In our greenhouses, spring arrived early. Entering them was like arriving at some other, more exotic, part of the world - warm, humid, and sweetly scented. The heat was generated in a huge, gas-fired boiler in the basement which heated water that passed through cast iron pipes that ran under each of the long, wooden benches.
Photo from homedepot.com

The benches were filled with dark, rich, soil and tall carnations of red, pink, and white. To this day I love the white ones best because of their spicy, cinnamon-like scent. There were also potted plants set on flat wooden platforms on top of some of the unplanted benches.

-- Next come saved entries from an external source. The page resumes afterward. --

//! The linear analysis run: load, preprocess, KM, log-rank, Cox, PH check,
//! plots, export. Every failure comes back tagged with the stage it hit.

use std::fmt;
use std::fs;
use std::path::PathBuf;

use log::{info, warn};

use crate::assumptions::ProportionalHazardsTest;
use crate::config::AnalysisConfig;
use crate::dataset::Dataset;
use crate::error::{Result, Stage, StageExt, SurvivalError};
use crate::kaplan_meier::{GroupedKaplanMeier, KaplanMeierCurve};
use crate::logrank::LogRankTest;
use crate::model::{CoxModel, CoxModelSummary};
use crate::plot::render_km_plot;
use crate::preprocess::{CoxDesign, LabeledDataset, ResidualDisease, StatusCoding, TreatmentArm};
use crate::report::{CoxTable, LifeTable, LogRankTable, MedianTable, PhTestTable};

/// where the six-column table comes from
#[derive(Debug, Clone, PartialEq, Default)]
pub enum DataSource {
    #[default]
    Embedded,
    File(PathBuf),
}

impl DataSource {
    pub fn load(&self) -> Result<Dataset> {
        match self {
            DataSource::Embedded => Dataset::ovarian(),
            DataSource::File(path) => Dataset::from_path(path),
        }
    }
}

/// everything the run produced
#[derive(Debug, Clone)]
pub struct AnalysisReport {
    pub n_subjects: usize,
    pub n_events: usize,
    pub overall: KaplanMeierCurve,
    pub by_treatment: GroupedKaplanMeier,
    pub by_residual: GroupedKaplanMeier,
    pub treatment_logrank: LogRankTest,
    pub residual_logrank: LogRankTest,
    pub cox: CoxModelSummary,
    /// baseline level per cox covariate, `None` for continuous ones
    pub cox_reference_levels: Vec<Option<String>>,
    pub ph_test: ProportionalHazardsTest,
    pub significance_level: f64,
    /// svg files written, empty when plotting is off
    pub plots: Vec<PathBuf>,
    pub export_path: Option<PathBuf>,
}

/// run the statistics only; nothing touches the filesystem
pub fn analyze(config: &AnalysisConfig, dataset: &Dataset) -> Result<AnalysisReport> {
    config.validate().stage(Stage::Config)?;

    info!("preprocessing {} records", dataset.len());
    let status = StatusCoding {
        event: config.event_code,
        censored: config.censor_code,
    };
    let labeled = LabeledDataset::from_dataset(dataset, status).stage(Stage::Preprocess)?;
    let design = CoxDesign::build(&labeled).stage(Stage::Preprocess)?;
    let times = labeled.times();
    let events = labeled.events();
    let treatment = labeled.treatment_labels();
    let residual = labeled.residual_labels();

    info!("fitting kaplan-meier curves");
    let (overall, by_treatment, by_residual) = (|| -> Result<_> {
        let overall = KaplanMeierCurve::fit(&times, &events, config.confidence_level)?;
        let by_treatment = GroupedKaplanMeier::fit(
            TreatmentArm::COLUMN,
            &times,
            &events,
            &treatment,
            config.confidence_level,
        )?;
        let by_residual = GroupedKaplanMeier::fit(
            ResidualDisease::COLUMN,
            &times,
            &events,
            &residual,
            config.confidence_level,
        )?;
        Ok((overall, by_treatment, by_residual))
    })()
    .stage(Stage::KaplanMeier)?;

    for curve in std::iter::once(&overall).chain(&by_treatment.curves).chain(&by_residual.curves) {
        if curve.median_survival().is_none() {
            warn!("median survival not reached for {}", curve.label);
        }
    }

    info!("running log-rank tests");
    let treatment_logrank =
        LogRankTest::compute(TreatmentArm::COLUMN, &times, &events, &treatment).stage(Stage::LogRank)?;
    let residual_logrank =
        LogRankTest::compute(ResidualDisease::COLUMN, &times, &events, &residual).stage(Stage::LogRank)?;

    info!("fitting cox model on {}", design.feature_names.join(", "));
    let mut model = CoxModel::new()
        .with_ties(config.ties)
        .with_max_iterations(config.max_iterations)
        .with_tolerance(config.tolerance)
        .with_l2_penalty(config.l2_penalty)
        .with_confidence_level(config.confidence_level)
        .with_feature_names(design.feature_names.clone());
    let cox = (|| -> Result<CoxModelSummary> {
        model.fit(&design.data)?;
        model.summary()
    })()
    .stage(Stage::Cox)?;

    info!("checking proportional hazards");
    let ph_test = ProportionalHazardsTest::compute(&model, &design.data, config.time_transform)
        .stage(Stage::AssumptionCheck)?;

    Ok(AnalysisReport {
        n_subjects: labeled.len(),
        n_events: labeled.n_events(),
        overall,
        by_treatment,
        by_residual,
        treatment_logrank,
        residual_logrank,
        cox,
        cox_reference_levels: design.reference_levels,
        ph_test,
        significance_level: config.significance_level,
        plots: Vec::new(),
        export_path: None,
    })
}

/// the full run, including plots and the csv export
pub fn run(config: &AnalysisConfig, source: &DataSource) -> Result<AnalysisReport> {
    info!("loading dataset from {:?}", source);
    let dataset = source.load().stage(Stage::Load)?;
    let mut report = analyze(config, &dataset)?;

    fs::create_dir_all(&config.output_dir).map_err(|e| SurvivalError::from(e).at(Stage::Export))?;

    if config.plots {
        report.plots = write_plots(config, &report).stage(Stage::Plot)?;
    }

    let export_path = config.export_path();
    info!("exporting dataset to {}", export_path.display());
    dataset.export(&export_path).stage(Stage::Export)?;
    report.export_path = Some(export_path);

    Ok(report)
}

fn write_plots(config: &AnalysisConfig, report: &AnalysisReport) -> Result<Vec<PathBuf>> {
    let overall_path = config.output_dir.join("km_overall.svg");
    render_km_plot(
        &overall_path,
        std::slice::from_ref(&report.overall),
        None,
        &config.plot,
        "Kaplan-Meier survival, all subjects",
    )?;

    let treatment_path = config.output_dir.join("km_by_treatment.svg");
    render_km_plot(
        &treatment_path,
        &report.by_treatment.curves,
        Some(report.treatment_logrank.p_value),
        &config.plot,
        "Kaplan-Meier survival by treatment arm",
    )?;

    let residual_path = config.output_dir.join("km_by_residual.svg");
    render_km_plot(
        &residual_path,
        &report.by_residual.curves,
        Some(report.residual_logrank.p_value),
        &config.plot,
        "Kaplan-Meier survival by residual disease",
    )?;

    Ok(vec![overall_path, treatment_path, residual_path])
}

impl fmt::Display for AnalysisReport {
    fn fmt(&self, f: &mut fmt::Formatter<'_>) -> fmt::Result {
        writeln!(f, "{} subjects, {} events\n", self.n_subjects, self.n_events)?;

        writeln!(f, "{}", LifeTable(&self.overall))?;
        for grouped in [&self.by_treatment, &self.by_residual] {
            for curve in &grouped.curves {
                writeln!(f, "{}", LifeTable(curve))?;
            }
        }

        writeln!(f, "Median survival")?;
        let mut curves = vec![self.overall.clone()];
        curves.extend(self.by_treatment.curves.iter().cloned());
        curves.extend(self.by_residual.curves.iter().cloned());
        writeln!(f, "{}", MedianTable(&curves))?;

        writeln!(f, "{}", LogRankTable(&self.treatment_logrank))?;
        writeln!(f, "{}", LogRankTable(&self.residual_logrank))?;
        writeln!(
            f,
            "{}",
            CoxTable {
                summary: &self.cox,
                reference_levels: &self.cox_reference_levels
            }
        )?;
        write!(
            f,
            "{}",
            PhTestTable {
                test: &self.ph_test,
                alpha: self.significance_level
            }
        )?;

        if !self.plots.is_empty() || self.export_path.is_some() {
            writeln!(f)?;
        }
        for path in &self.plots {
            writeln!(f, "plot: {}", path.display())?;
        }
        if let Some(path) = &self.export_path {
            writeln!(f, "export: {}", path.display())?;
        }
        Ok(())
    }
}

#[cfg(test)]
mod tests {
    use super::*;
    use crate::dataset::SubjectRecord;

    #[test]
    fn test_analyze_embedded() {
        let dataset = Dataset::ovarian().unwrap();
        let report = analyze(&AnalysisConfig::default(), &dataset).unwrap();
        assert_eq!(report.n_subjects, 26);
        assert_eq!(report.n_events, 12);
        assert_eq!(report.by_treatment.curves.len(), 2);
        assert_eq!(report.by_residual.curves.len(), 2);
        assert_eq!(report.treatment_logrank.df, 1);
        assert_eq!(report.cox.coefficients.len(), 3);
        assert_eq!(report.ph_test.covariates.len(), 3);
        assert!(report.plots.is_empty());
        assert_eq!(report.cox_reference_levels[0].as_deref(), Some("control"));
        assert!(report.to_string().contains("residual relative to no_residual"));
    }

    #[test]
    fn test_bad_config_is_tagged() {
        let dataset = Dataset::ovarian().unwrap();
        let config = AnalysisConfig { confidence_level: 1.5, ..AnalysisConfig::default() };
        let err = analyze(&config, &dataset).unwrap_err();
        assert_eq!(err.stage(), Some(Stage::Config));
        assert!(err.to_string().starts_with("config stage failed"));
    }

    #[test]
    fn test_unknown_code_is_tagged() {
        let mut records = Dataset::ovarian().unwrap().records().to_vec();
        records[3] = SubjectRecord { rx: 3, ..records[3].clone() };
        let dataset = Dataset::new(records).unwrap();
        let err = analyze(&AnalysisConfig::default(), &dataset).unwrap_err();
        assert_eq!(err.stage(), Some(Stage::Preprocess));
        assert!(err.to_string().contains("preprocess"));
    }

    #[test]
    fn test_missing_file_is_tagged() {
        let dir = tempfile::tempdir().unwrap();
        let config = AnalysisConfig {
            output_dir: dir.path().to_path_buf(),
            ..AnalysisConfig::default()
        };
        let source = DataSource::File(dir.path().join("nope.csv"));
        let err = run(&config, &source).unwrap_err();
        assert_eq!(err.stage(), Some(Stage::Load));
        match err {
            SurvivalError::Stage { source, .. } => {
                assert!(matches!(*source, SurvivalError::MissingDataset { .. }))
            }
            other => panic!("unexpected error {other:?}"),
        }
    }

    #[test]
    fn test_run_writes_outputs() {
        let dir = tempfile::tempdir().unwrap();
        let config = AnalysisConfig {
            output_dir: dir.path().join("out"),
            ..AnalysisConfig::default()
        };
        let report = run(&config, &DataSource::Embedded).unwrap();
        assert_eq!(report.plots.len(), 3);
        for path in &report.plots {
            assert!(path.exists());
        }
        let exported = std::fs::read_to_string(report.export_path.as_ref().unwrap()).unwrap();
        assert_eq!(exported.lines().count(), 27);

        let text = report.to_string();
        assert!(text.contains("Log-rank test: rx"));
        assert!(text.contains("GLOBAL"));
    }
}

 Photo from flowers-in-world.blogspot.com
I can picture the pink and white azaleas, magenta cyclamens, calceolaria with their purse-like spotted yellow and orange flowers, daisy-like cinnerareas, and row upon row of Easter lilies. The super-sweet smell of the lilies trumped all the other scents as Easter neared and their number increased. Many began to sport brightly-colored foil wrappings with satin bows, lined up like so many spotless children ready for a birthday party.
Photo from plantsrescue.com
These plants all needed care – weeding, fertilizing, watering, and occasional pest-removal. The daily watering increased the humidity, which caused the single paned glass houses to fog up with the still frigid air outside. The heat and humidity were in there all year long, as were some of the flowering plants, but the lilies only came around Easter time.
 Photo from writeopinions.com

We could, and did, bring plants and flowers into our house most any time we wanted, which was a privilege and a luxury that I now know I didn’t appreciate at the time. We always had an Easter lily and a lovely spring centerpiece for our dinner on Easter Sunday. Even though it sometimes snowed then, signaling that winter was not “quite” over yet, it was always Springtime at Easter inside our home. If I close my eyes and remember those times, I always smell the sweetness of the lilies.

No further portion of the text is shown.